Still, critics of the I-94 expansion have pointed to an apparent disconnect between the expansion project and Evers’ own climate change task force, led by Lt. Gov. Mandela Barnes, which highlighted the historically detrimental effects of urban freeways and ports on communities of color in a 120-page report. “This results in high exposure to air, water, and noise pollution in these communities, which in turn results in racial health disparities and economic divestment,” the task force wrote in December 2020.
The disconnect is obvious, Cassie Steiner, campaign coordinator with the environmental group Sierra Club of Wisconsin, said in an interview.
“Seeing this project moved forward by the Evers administration, who has expressed so much concern about this climate crisis, is really disappointing and out of line with the administration’s values,” Steiner said.
‘Fix at Six’
There is almost universal agreement that the half-century-old segment of freeway is in need of repair and safety improvements—the crash rate on the stretch is two to three times higher than the state average, and rush hour frequently results in severe congestion—but not everyone agrees expansion is necessary to achieve those goals.
“Improving the safety is really paramount and one of the key things we’re trying to accomplish with the project,” Brian Bliesner, the southeast Wisconsin freeways chief for the state DOT, said during the Tuesday virtual public involvement meeting.
About 250 people viewed the meeting in real time, with several dozen of them asking questions in the chat, such as how the expansion would affect communities of color and whether the DOT would consider simply repairing the freeway.
A handful of commenters started repeating the phrase “Fix at Six” to signify their support for a counterproposal for the state DOT to make repairs and safety improvements without adding two additional lanes.
Some members of the Milwaukee Common Council are also opposing the expansion because of the $1 billion price tag, and because the DOT is relying on traffic and environmental studies from 2016 to inform the current design.

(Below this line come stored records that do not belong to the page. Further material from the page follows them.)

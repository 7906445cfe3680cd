pub mod analysis;
pub mod status;
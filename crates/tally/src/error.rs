//! Error types for batch analysis and the report store seam

use std::time::Duration;
use thiserror::Error;

/// Failures raised by a report store backend
#[derive(Error, Debug)]
pub enum StoreError {
  #[error("Failed to connect to report store: {message}")]
  Connection { message: String },

  #[error("Report store query failed: {message}")]
  Query { message: String },

  #[error("Failed to decode report data: {message}")]
  Decode { message: String },
}

impl StoreError {
  pub fn connection(message: impl Into<String>) -> Self {
    Self::Connection { message: message.into() }
  }

  pub fn query(message: impl Into<String>) -> Self {
    Self::Query { message: message.into() }
  }

  pub fn decode(message: impl Into<String>) -> Self {
    Self::Decode { message: message.into() }
  }
}

/// Failures surfaced to callers of the batch analyzer
#[derive(Error, Debug)]
pub enum AnalysisError {
  /// Bad input shape or size, rejected before the store is touched
  #[error("{message}")]
  Validation { message: String },

  /// Not enough qualifying reports to analyze
  #[error("{message}")]
  NotFound { message: String },

  #[error("Method not allowed")]
  MethodNotAllowed,

  #[error(transparent)]
  Store(#[from] StoreError),

  #[error("Batch analysis did not finish within {}ms", budget.as_millis())]
  Timeout { budget: Duration },
}

impl AnalysisError {
  pub fn validation(message: impl Into<String>) -> Self {
    Self::Validation { message: message.into() }
  }

  pub fn not_found(message: impl Into<String>) -> Self {
    Self::NotFound { message: message.into() }
  }

  /// Stable machine-readable code for the error kind
  pub fn code(&self) -> &'static str {
    match self {
      Self::Validation { .. } => "VALIDATION_ERROR",
      Self::NotFound { .. } => "NOT_FOUND",
      Self::MethodNotAllowed => "METHOD_NOT_ALLOWED",
      Self::Store(_) => "INTERNAL_ERROR",
      Self::Timeout { .. } => "TIMEOUT",
    }
  }
}
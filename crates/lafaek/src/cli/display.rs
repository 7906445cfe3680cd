//! Display formatting utilities for CLI output

use colored::*;

use tally::report::ReportSummary;
use tally::response::{CommonPattern, Outlier};
use tally::BatchAnalysisResponse;

/// `#12 (Plastic)`, or just `#12` when unclassified
pub fn report_label(report: &ReportSummary) -> String {
  match &report.waste_type {
    Some(waste_type) => format!("#{} ({})", report.report_id, waste_type),
    None => format!("#{}", report.report_id),
  }
}

pub fn format_pattern(pattern: &CommonPattern) -> String {
  match pattern {
    CommonPattern::Pair(pair) => format!(
      "{} <-> {}  similarity {:.2}",
      report_label(&pair.report_1),
      report_label(&pair.report_2),
      pair.similarity_score
    ),
    CommonPattern::Group(group) => {
      let mut line = format!(
        "{}: {} reports, avg severity {:.1}, avg confidence {:.1}",
        group.waste_type, group.count, group.avg_severity, group.avg_confidence
      );
      if !group.locations.is_empty() {
        line.push_str(&format!(" [{}]", group.locations.join("; ")));
      }
      line
    }
  }
}

pub fn format_outlier(outlier: &Outlier) -> String {
  let mut line = format!("{} - {}", report_label(&outlier.report), outlier.anomaly_reason);
  if let Some(similarity) = outlier.avg_similarity {
    line.push_str(&format!(" (avg similarity {similarity:.2})"));
  }
  if let Some(score) = outlier.anomaly_score {
    line.push_str(&format!(" (score {score})"));
  }
  line
}

/// Print a full analysis result
pub fn display_analysis(response: &BatchAnalysisResponse) {
  let metadata = &response.metadata;

  println!(
    "{} {} analysis of {} reports",
    "▶".cyan(),
    response.analysis_type.to_string().bold(),
    response.reports_analyzed.to_string().yellow()
  );
  if let (Some(earliest), Some(latest)) = (metadata.date_range.earliest, metadata.date_range.latest) {
    println!("  {} {} to {}", "dates:".dimmed(), earliest.format("%Y-%m-%d"), latest.format("%Y-%m-%d"));
  }
  if !metadata.waste_types.is_empty() {
    println!("  {} {}", "waste types:".dimmed(), metadata.waste_types.join(", "));
  }
  println!(
    "  {} severity {:.1}, confidence {:.1}",
    "averages:".dimmed(),
    metadata.avg_severity,
    metadata.avg_confidence
  );

  let results = &response.results;
  if !results.common_patterns.is_empty() {
    println!("\n{}", "Common patterns".blue().bold());
    for pattern in &results.common_patterns {
      println!("  {} {}", "•".green(), format_pattern(pattern));
    }
  }

  if !results.outliers.is_empty() {
    println!("\n{}", "Outliers".blue().bold());
    for outlier in &results.outliers {
      println!("  {} {}", "!".red().bold(), format_outlier(outlier));
    }
  }

  if results.recommendations.is_empty() {
    println!("\n{}", "No recommendations for this batch.".dimmed());
  } else {
    println!("\n{}", "Recommendations".blue().bold());
    for recommendation in &results.recommendations {
      println!("  {} {}", "→".cyan(), recommendation);
    }
  }
}
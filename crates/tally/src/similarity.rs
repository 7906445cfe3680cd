//! Similarity analysis over a computed distance matrix

use std::cmp::Ordering;

use crate::distance::{similarity_from_distance, DistanceMatrix};
use crate::report::ReportRecord;
use crate::response::{Outlier, SimilarPair};

/// Pairs closer than this cosine distance count as a common pattern
pub const HIGH_SIMILARITY_DISTANCE: f64 = 0.2;
pub const MAX_COMMON_PATTERNS: usize = 10;
pub const MAX_OUTLIERS: usize = 3;

pub const PAIR_PATTERN_TYPE: &str = "High similarity match";
pub const LOW_SIMILARITY_REASON: &str = "Low similarity to other reports in batch";

#[derive(Debug, Clone)]
pub struct SimilarityAnalysis {
  pub matrix: DistanceMatrix,
  pub common_patterns: Vec<SimilarPair>,
  pub outliers: Vec<Outlier>,
}

/// Extract common patterns and outliers; `matrix` is indexed like `reports`
pub fn analyze(reports: &[ReportRecord], matrix: DistanceMatrix) -> SimilarityAnalysis {
  let common_patterns = common_patterns(reports, &matrix);
  let outliers = outliers(reports, &matrix);
  SimilarityAnalysis { matrix, common_patterns, outliers }
}

fn common_patterns(reports: &[ReportRecord], matrix: &DistanceMatrix) -> Vec<SimilarPair> {
  let mut close: Vec<(usize, usize, f64)> =
    matrix.pairs().filter(|(_, _, distance)| *distance < HIGH_SIMILARITY_DISTANCE).collect();

  // Ascending distance is descending similarity; ties keep matrix order
  close.sort_by(|a, b| a.2.partial_cmp(&b.2).unwrap_or(Ordering::Equal));
  close.truncate(MAX_COMMON_PATTERNS);

  close
    .into_iter()
    .map(|(i, j, distance)| SimilarPair {
      similarity_score: similarity_from_distance(distance),
      report_1: reports[i].summary(),
      report_2: reports[j].summary(),
      pattern_type: PAIR_PATTERN_TYPE.to_string(),
    })
    .collect()
}

fn outliers(reports: &[ReportRecord], matrix: &DistanceMatrix) -> Vec<Outlier> {
  let mut ranked: Vec<(usize, f64)> =
    (0..reports.len()).map(|i| (i, matrix.mean_similarity_to_others(i))).collect();

  ranked.sort_by(|a, b| a.1.partial_cmp(&b.1).unwrap_or(Ordering::Equal));
  ranked.truncate(MAX_OUTLIERS);

  ranked
    .into_iter()
    .map(|(i, avg_similarity)| Outlier {
      report: reports[i].summary(),
      avg_similarity: Some(avg_similarity),
      anomaly_score: None,
      anomaly_reason: LOW_SIMILARITY_REASON.to_string(),
    })
    .collect()
}
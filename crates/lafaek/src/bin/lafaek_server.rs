//! Lafaek REST Server
//!
//! HTTP REST API server for batch analysis of waste reports stored in TiDB.

use anyhow::Result;
use clap::Parser;
use std::path::PathBuf;
use tracing_subscriber::{filter::EnvFilter, fmt, prelude::*};

use lafaek::server::config::{ConfigOverrides, ServiceConfig};
use lafaek::server::startup::start_server;

#[derive(Parser)]
#[command(name = "lafaek_server")]
#[command(about = "Lafaek Batch Analysis REST API Server")]
#[command(version = env!("CARGO_PKG_VERSION"))]
struct Args {
  /// YAML config file (defaults to ~/.lafaek/server.yaml when present)
  #[arg(short, long)]
  config: Option<PathBuf>,

  #[command(flatten)]
  overrides: ConfigOverrides,

  /// Enable verbose logging
  #[arg(short, long)]
  verbose: bool,
}

#[tokio::main]
async fn main() -> Result<()> {
  let args = Args::parse();

  let filter = if args.verbose {
    EnvFilter::new("debug,sqlx=info,hyper=info")
  } else {
    EnvFilter::new("lafaek=info,tally=info,tower_http=info,sqlx=warn,warn")
  };

  tracing_subscriber::registry().with(fmt::layer()).with(filter).init();

  let config = ServiceConfig::load(args.config.as_deref())?.apply(&args.overrides);
  tracing::info!("Starting Lafaek REST Server v{}", env!("CARGO_PKG_VERSION"));
  tracing::info!("Binding to address: {}", config.bind);

  start_server(config).await?;

  Ok(())
}
//! Batch analysis endpoint handlers

use axum::{
  body::Bytes,
  extract::{Extension, State},
  response::Json,
};
use serde_json::Value;

use tally::{AnalysisError, BatchAnalysisResponse, BatchRequest};

use crate::server::error::ApiFailure;
use crate::server::middleware::RequestContext;
use crate::server::routing::AppState;
use crate::server::types::BaseResponse;

/// POST /api/vector-search/batch-analysis - Analyze a batch of reports
///
/// The body is validated in full before the report store is touched.
pub async fn batch_analysis(
  State(state): State<AppState>,
  Extension(context): Extension<RequestContext>,
  body: Bytes,
) -> Result<Json<BaseResponse<BatchAnalysisResponse>>, ApiFailure> {
  let fail = |error: AnalysisError| {
    context.log_warn(&format!("batch analysis rejected: {error}"));
    ApiFailure::new(error, context.request_id, state.environment())
  };

  let value: Value = serde_json::from_slice(&body)
    .map_err(|e| fail(AnalysisError::validation(format!("Request body is not valid JSON: {e}"))))?;
  let request = BatchRequest::from_json(&value).map_err(fail)?;

  context.log_info(&format!(
    "running {} analysis over {} reports",
    request.analysis_type(),
    request.report_ids().len()
  ));

  let response = state.analyzer().analyze(&request).await.map_err(fail)?;

  context.log_info(&format!(
    "{} analysis finished: {} patterns, {} outliers",
    response.analysis_type,
    response.results.common_patterns.len(),
    response.results.outliers.len()
  ));

  Ok(Json(BaseResponse::success(response, context.request_id)))
}

/// Any other method on the batch analysis routes
pub async fn method_not_allowed(
  State(state): State<AppState>,
  Extension(context): Extension<RequestContext>,
) -> ApiFailure {
  context.log_warn("method not allowed");
  ApiFailure::new(AnalysisError::MethodNotAllowed, context.request_id, state.environment())
}
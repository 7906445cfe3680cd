//! REST API module for the batch analysis service
//!
//! Exposes the batch analyzer over HTTP. Uses axum for routing and schemars
//! for OpenAPI documentation generation.

pub mod config;
pub mod error;
pub mod handlers;
pub mod middleware;
pub mod routing;
pub mod services;
pub mod startup;
pub mod types;
//! Thin command-line client for the batch analysis server

pub mod client;
pub mod commands;
pub mod display;
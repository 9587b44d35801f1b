// Copyright 2025-present Harīṣh Tummalachērla
// SPDX-License-Identifier: Apache-2.0

//! File header: magic tag plus node count.
//!
//! The header is 12 bytes of fixed-size fields, read in one go before any
//! record. The magic doubles as the format version: a future layout gets a
//! new tag, and this reader rejects it instead of guessing.

use std::io::{Read, Write};

use crate::error::{BkError, Result};

// ============================================================================
// CONSTANTS
// ============================================================================

/// Magic bytes: "BKTREE1" followed by a NUL.
pub const MAGIC: [u8; 8] = *b"BKTREE1\0";

/// Cap on capacity reserved up front from counts read off the stream.
///
/// Counts are not trusted for allocation: a 12-byte file claiming four
/// billion nodes should fail on the missing bytes, not on the allocator.
pub(crate) const RESERVE_CAP: usize = 1 << 16;

// ============================================================================
// HEADER
// ============================================================================

#[derive(Debug, Clone, Copy, PartialEq, Eq)]
pub struct TreeHeader {
    pub node_count: u32,
}

impl TreeHeader {
    // 8 (magic) + 4 (node count)
    pub const SIZE: usize = 12;

    pub fn write<W: Write>(&self, w: &mut W) -> Result<()> {
        w.write_all(&MAGIC)?;
        w.write_all(&self.node_count.to_le_bytes())?;
        Ok(())
    }

    /// Read and validate the header. Nothing past the magic is trusted
    /// until the magic checks out.
    pub fn read<R: Read>(r: &mut R) -> Result<Self> {
        let mut magic = [0u8; 8];
        r.read_exact(&mut magic)
            .map_err(|e| BkError::from_read(e, "magic tag"))?;
        if magic != MAGIC {
            return Err(BkError::format(format!(
                "invalid magic: expected {:?}, got {:?}",
                MAGIC, magic
            )));
        }

        let mut count = [0u8; 4];
        r.read_exact(&mut count)
            .map_err(|e| BkError::from_read(e, "node count"))?;

        Ok(Self {
            node_count: u32::from_le_bytes(count),
        })
    }
}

The project was first approved in 2016, but former Republican Gov. Scott Walker pulled the plug in 2017 because he didn’t want to spend state tax dollars in Milwaukee. The Sierra Club, Milwaukee Innercity Congregations Allied for Hope (MICAH), and the NAACP of Milwaukee had also filed a federal lawsuit to stop the project before Walker changed his mind.
The Sierra Club is part of the Coalition for More Responsible Transportation in Wisconsin, which is made up of social justice and environmental groups from around the state, including the American Civil Liberties Union of Wisconsin and MICAH, and opposes Evers’ plan to resume the freeway expansion.
Steiner said she is holding out hope the Federal Highway Administration will halt the project. The administration this month asked Texas to hit pause on a planned interstate expansion in Houston after residents there raised civil rights concerns.
“Repairing at its current six-lane footprint is the best solution,” Steiner said, arguing that it will strike a balance between environmental and racial justice, safety, and economic growth.
Bliesner said the stretch of road would need to see a 25% traffic reduction to justify keeping it at six lanes. Traffic data shows the number of vehicles that pass through the corridor on an average day has fluctuated over the past two decades but not substantially increased. While traffic numbers plummeted in 2020 due to the coronavirus pandemic, Bliesner said travel has returned to near pre-pandemic levels.
The state DOT’s final design is anticipated this year. If approved, the construction is expected to start in 2023 or 2024 and take three to four years.
UPDATE: The headline of this story has been updated.